Your task is to output all the records below, word for word.
Start of Supplied records
//! Harvest buffers
//!
//! The engine writes emitted records into bounded in-memory buffers; the
//! harvester drains them on its own schedule. When a buffer is full the
//! oldest records are dropped.

use crate::exporter::HarvestBatch;
use parking_lot::Mutex;
use spa_core::{AjaxRecord, ErrorRecord, HarvestSink, InteractionRecord};
use std::collections::VecDeque;
use std::sync::Arc;
use tracing::warn;

/// Bounded FIFO of harvestable records
#[derive(Debug)]
pub struct EventBuffer<T> {
    items: VecDeque<T>,
    max_items: usize,
    dropped: u64,
}

impl<T> EventBuffer<T> {
    pub fn new(max_items: usize) -> Self {
        Self {
            items: VecDeque::new(),
            max_items: max_items.max(1),
            dropped: 0,
        }
    }

    /// Append a record, dropping the oldest one if the buffer is full
    pub fn add(&mut self, item: T) {
        if self.items.len() >= self.max_items {
            self.items.pop_front();
            self.dropped += 1;
            warn!(
                max_items = self.max_items,
                dropped = self.dropped,
                "Harvest buffer full, dropping oldest record"
            );
        }
        self.items.push_back(item);
    }

    /// Copy of the buffered records, oldest first
    pub fn get(&self) -> Vec<T>
    where
        T: Clone,
    {
        self.items.iter().cloned().collect()
    }

    pub fn is_empty(&self) -> bool {
        self.items.is_empty()
    }

    pub fn len(&self) -> usize {
        self.items.len()
    }

    pub fn clear(&mut self) {
        self.items.clear();
    }

    /// Remove and return everything buffered
    pub fn take(&mut self) -> Vec<T> {
        self.items.drain(..).collect()
    }

    /// Records lost to the size cap since creation
    pub fn dropped(&self) -> u64 {
        self.dropped
    }
}

#[derive(Debug)]
struct Buffers {
    interactions: EventBuffer<InteractionRecord>,
    ajax: EventBuffer<AjaxRecord>,
    errors: EventBuffer<ErrorRecord>,
}

/// Shared handle on the interaction, standalone ajax and error buffers.
///
/// The engine holds one clone as its sink while the harvester drains
/// another.
#[derive(Debug, Clone)]
pub struct HarvestBuffers {
    inner: Arc<Mutex<Buffers>>,
}

impl HarvestBuffers {
    pub fn new(max_items: usize) -> Self {
        Self {
            inner: Arc::new(Mutex::new(Buffers {
                interactions: EventBuffer::new(max_items),
                ajax: EventBuffer::new(max_items),
                errors: EventBuffer::new(max_items),
            })),
        }
    }

    pub fn interactions(&self) -> Vec<InteractionRecord> {
        self.inner.lock().interactions.get()
    }

    pub fn ajax(&self) -> Vec<AjaxRecord> {
        self.inner.lock().ajax.get()
    }

    pub fn errors(&self) -> Vec<ErrorRecord> {
        self.inner.lock().errors.get()
    }

    pub fn is_empty(&self) -> bool {
        let buffers = self.inner.lock();
        buffers.interactions.is_empty() && buffers.ajax.is_empty() && buffers.errors.is_empty()
    }

    pub fn len(&self) -> usize {
        let buffers = self.inner.lock();
        buffers.interactions.len() + buffers.ajax.len() + buffers.errors.len()
    }

    pub fn clear(&self) {
        let mut buffers = self.inner.lock();
        buffers.interactions.clear();
        buffers.ajax.clear();
        buffers.errors.clear();
    }

    /// Drain every buffer into one batch
    pub fn take_batch(&self) -> HarvestBatch {
        let mut buffers = self.inner.lock();
        HarvestBatch {
            interactions: buffers.interactions.take(),
            ajax: buffers.ajax.take(),
            errors: buffers.errors.take(),
        }
    }

    /// Records dropped across all buffers
    pub fn dropped(&self) -> u64 {
        let buffers = self.inner.lock();
        buffers.interactions.dropped() + buffers.ajax.dropped() + buffers.errors.dropped()
    }
}

impl HarvestSink for HarvestBuffers {
    fn add_interaction(&mut self, record: InteractionRecord) {
        self.inner.lock().interactions.add(record);
    }

    fn add_ajax(&mut self, record: AjaxRecord) {
        self.inner.lock().ajax.add(record);
    }

    fn add_error(&mut self, record: ErrorRecord) {
        self.inner.lock().errors.add(record);
    }
}

#[cfg(test)]
mod tests {
    use super::*;

    fn ajax(url: &str, start: f64) -> AjaxRecord {
        AjaxRecord {
            method: "GET".to_string(),
            url: url.to_string(),
            status: Some(200),
            start,
            end: start + 10.0,
        }
    }

    #[test]
    fn test_buffer_fifo_order() {
        let mut buffer = EventBuffer::new(10);
        buffer.add(1);
        buffer.add(2);
        buffer.add(3);

        assert_eq!(buffer.len(), 3);
        assert_eq!(buffer.get(), vec![1, 2, 3]);
        // get leaves the records in place
        assert_eq!(buffer.len(), 3);
        assert_eq!(buffer.take(), vec![1, 2, 3]);
        assert!(buffer.is_empty());
    }

    #[test]
    fn test_buffer_drops_oldest_when_full() {
        let mut buffer = EventBuffer::new(2);
        buffer.add("a");
        buffer.add("b");
        buffer.add("c");

        assert_eq!(buffer.get(), vec!["b", "c"]);
        assert_eq!(buffer.dropped(), 1);
    }

    #[test]
    fn test_buffer_clear() {
        let mut buffer = EventBuffer::new(4);
        buffer.add(1);
        buffer.clear();
        assert!(buffer.is_empty());
        assert_eq!(buffer.dropped(), 0);
    }

    #[test]
    fn test_clones_share_buffers() {
        let buffers = HarvestBuffers::new(100);
        let mut sink = buffers.clone();
        sink.add_ajax(ajax("/a", 1.0));
        sink.add_ajax(ajax("/b", 2.0));
        sink.add_error(ErrorRecord {
            interaction_id: None,
            node_id: None,
            message: "boom".to_string(),
            ts: 3.0,
        });

        assert_eq!(buffers.len(), 3);
        assert_eq!(buffers.ajax()[1].url, "/b");

        let batch = buffers.take_batch();
        assert_eq!(batch.ajax.len(), 2);
        assert_eq!(batch.errors.len(), 1);
        assert!(batch.interactions.is_empty());
        assert!(buffers.is_empty());
    }

    #[test]
    fn test_dropped_counts_all_buffers() {
        let buffers = HarvestBuffers::new(1);
        let mut sink = buffers.clone();
        sink.add_ajax(ajax("/a", 1.0));
        sink.add_ajax(ajax("/b", 2.0));
        assert_eq!(buffers.dropped(), 1);
        assert_eq!(buffers.ajax()[0].url, "/b");
    }
}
End of Supplied records
▸ The answer
//! Harvest buffers
//!
//! The engine writes emitted records into bounded in-memory buffers; the
//! harvester drains them on its own schedule. When a buffer is full the
//! oldest records are dropped.

use crate::exporter::HarvestBatch;
use parking_lot::Mutex;
use spa_core::{AjaxRecord, ErrorRecord, HarvestSink, InteractionRecord};
use std::collections::VecDeque;
use std::sync::Arc;
use tracing::warn;

/// Bounded FIFO of harvestable records
#[derive(Debug)]
pub struct EventBuffer<T> {
    items: VecDeque<T>,
    max_items: usize,
    dropped: u64,
}

impl<T> EventBuffer<T> {
    pub fn new(max_items: usize) -> Self {
        Self {
            items: VecDeque::new(),
            max_items: max_items.max(1),
            dropped: 0,
        }
    }

    /// Append a record, dropping the oldest one if the buffer is full
    pub fn add(&mut self, item: T) {
        if self.items.len() >= self.max_items {
            self.items.pop_front();
            self.dropped += 1;
            warn!(
                max_items = self.max_items,
                dropped = self.dropped,
                "Harvest buffer full, dropping oldest record"
            );
        }
        self.items.push_back(item);
    }

    /// Copy of the buffered records, oldest first
    pub fn get(&self) -> Vec<T>
    where
        T: Clone,
    {
        self.items.iter().cloned().collect()
    }

    pub fn is_empty(&self) -> bool {
        self.items.is_empty()
    }

    pub fn len(&self) -> usize {
        self.items.len()
    }

    pub fn clear(&mut self) {
        self.items.clear();
    }

    /// Remove and return everything buffered
    pub fn take(&mut self) -> Vec<T> {
        self.items.drain(..).collect()
    }

    /// Records lost to the size cap since creation
    pub fn dropped(&self) -> u64 {
        self.dropped
    }
}

#[derive(Debug)]
struct Buffers {
    interactions: EventBuffer<InteractionRecord>,
    ajax: EventBuffer<AjaxRecord>,
    errors: EventBuffer<ErrorRecord>,
}

/// Shared handle on the interaction, standalone ajax and error buffers.
///
/// The engine holds one clone as its sink while the harvester drains
/// another.
#[derive(Debug, Clone)]
pub struct HarvestBuffers {
    inner: Arc<Mutex<Buffers>>,
}

impl HarvestBuffers {
    pub fn new(max_items: usize) -> Self {
        Self {
            inner: Arc::new(Mutex::new(Buffers {
                interactions: EventBuffer::new(max_items),
                ajax: EventBuffer::new(max_items),
                errors: EventBuffer::new(max_items),
            })),
        }
    }

    pub fn interactions(&self) -> Vec<InteractionRecord> {
        self.inner.lock().interactions.get()
    }

    pub fn ajax(&self) -> Vec<AjaxRecord> {
        self.inner.lock().ajax.get()
    }

    pub fn errors(&self) -> Vec<ErrorRecord> {
        self.inner.lock().errors.get()
    }

    pub fn is_empty(&self) -> bool {
        let buffers = self.inner.lock();
        buffers.interactions.is_empty() && buffers.ajax.is_empty() && buffers.errors.is_empty()
    }

    pub fn len(&self) -> usize {
        let buffers = self.inner.lock();
        buffers.interactions.len() + buffers.ajax.len() + buffers.errors.len()
    }

    pub fn clear(&self) {
        let mut buffers = self.inner.lock();
        buffers.interactions.clear();
        buffers.ajax.clear();
        buffers.errors.clear();
    }

    /// Drain every buffer into one batch
    pub fn take_batch(&self) -> HarvestBatch {
        let mut buffers = self.inner.lock();
        HarvestBatch {
            interactions: buffers.interactions.take(),
            ajax: buffers.ajax.take(),
            errors: buffers.errors.take(),
        }
    }

    /// Records dropped across all buffers
    pub fn dropped(&self) -> u64 {
        let buffers = self.inner.lock();
        buffers.interactions.dropped() + buffers.ajax.dropped() + buffers.errors.dropped()
    }
}

impl HarvestSink for HarvestBuffers {
    fn add_interaction(&mut self, record: InteractionRecord) {
        self.inner.lock().interactions.add(record);
    }

    fn add_ajax(&mut self, record: AjaxRecord) {
        self.inner.lock().ajax.add(record);
    }

    fn add_error(&mut self, record: ErrorRecord) {
        self.inner.lock().errors.add(record);
    }
}

#[cfg(test)]
mod tests {
    use super::*;

    fn ajax(url: &str, start: f64) -> AjaxRecord {
        AjaxRecord {
            method: "GET".to_string(),
            url: url.to_string(),
            status: Some(200),
            start,
            end: start + 10.0,
        }
    }

    #[test]
    fn test_buffer_fifo_order() {
        let mut buffer = EventBuffer::new(10);
        buffer.add(1);
        buffer.add(2);
        buffer.add(3);

        assert_eq!(buffer.len(), 3);
        assert_eq!(buffer.get(), vec![1, 2, 3]);
        // get leaves the records in place
        assert_eq!(buffer.len(), 3);
        assert_eq!(buffer.take(), vec![1, 2, 3]);
        assert!(buffer.is_empty());
    }

    #[test]
    fn test_buffer_drops_oldest_when_full() {
        let mut buffer = EventBuffer::new(2);
        buffer.add("a");
        buffer.add("b");
        buffer.add("c");

        assert_eq!(buffer.get(), vec!["b", "c"]);
        assert_eq!(buffer.dropped(), 1);
    }

    #[test]
    fn test_buffer_clear() {
        let mut buffer = EventBuffer::new(4);
        buffer.add(1);
        buffer.clear();
        assert!(buffer.is_empty());
        assert_eq!(buffer.dropped(), 0);
    }

    #[test]
    fn test_clones_share_buffers() {
        let buffers = HarvestBuffers::new(100);
        let mut sink = buffers.clone();
        sink.add_ajax(ajax("/a", 1.0));
        sink.add_ajax(ajax("/b", 2.0));
        sink.add_error(ErrorRecord {
            interaction_id: None,
            node_id: None,
            message: "boom".to_string(),
            ts: 3.0,
        });

        assert_eq!(buffers.len(), 3);
        assert_eq!(buffers.ajax()[1].url, "/b");

        let batch = buffers.take_batch();
        assert_eq!(batch.ajax.len(), 2);
        assert_eq!(batch.errors.len(), 1);
        assert!(batch.interactions.is_empty());
        assert!(buffers.is_empty());
    }

    #[test]
    fn test_dropped_counts_all_buffers() {
        let buffers = HarvestBuffers::new(1);
        let mut sink = buffers.clone();
        sink.add_ajax(ajax("/a", 1.0));
        sink.add_ajax(ajax("/b", 2.0));
        assert_eq!(buffers.dropped(), 1);
        assert_eq!(buffers.ajax()[0].url, "/b");
    }
}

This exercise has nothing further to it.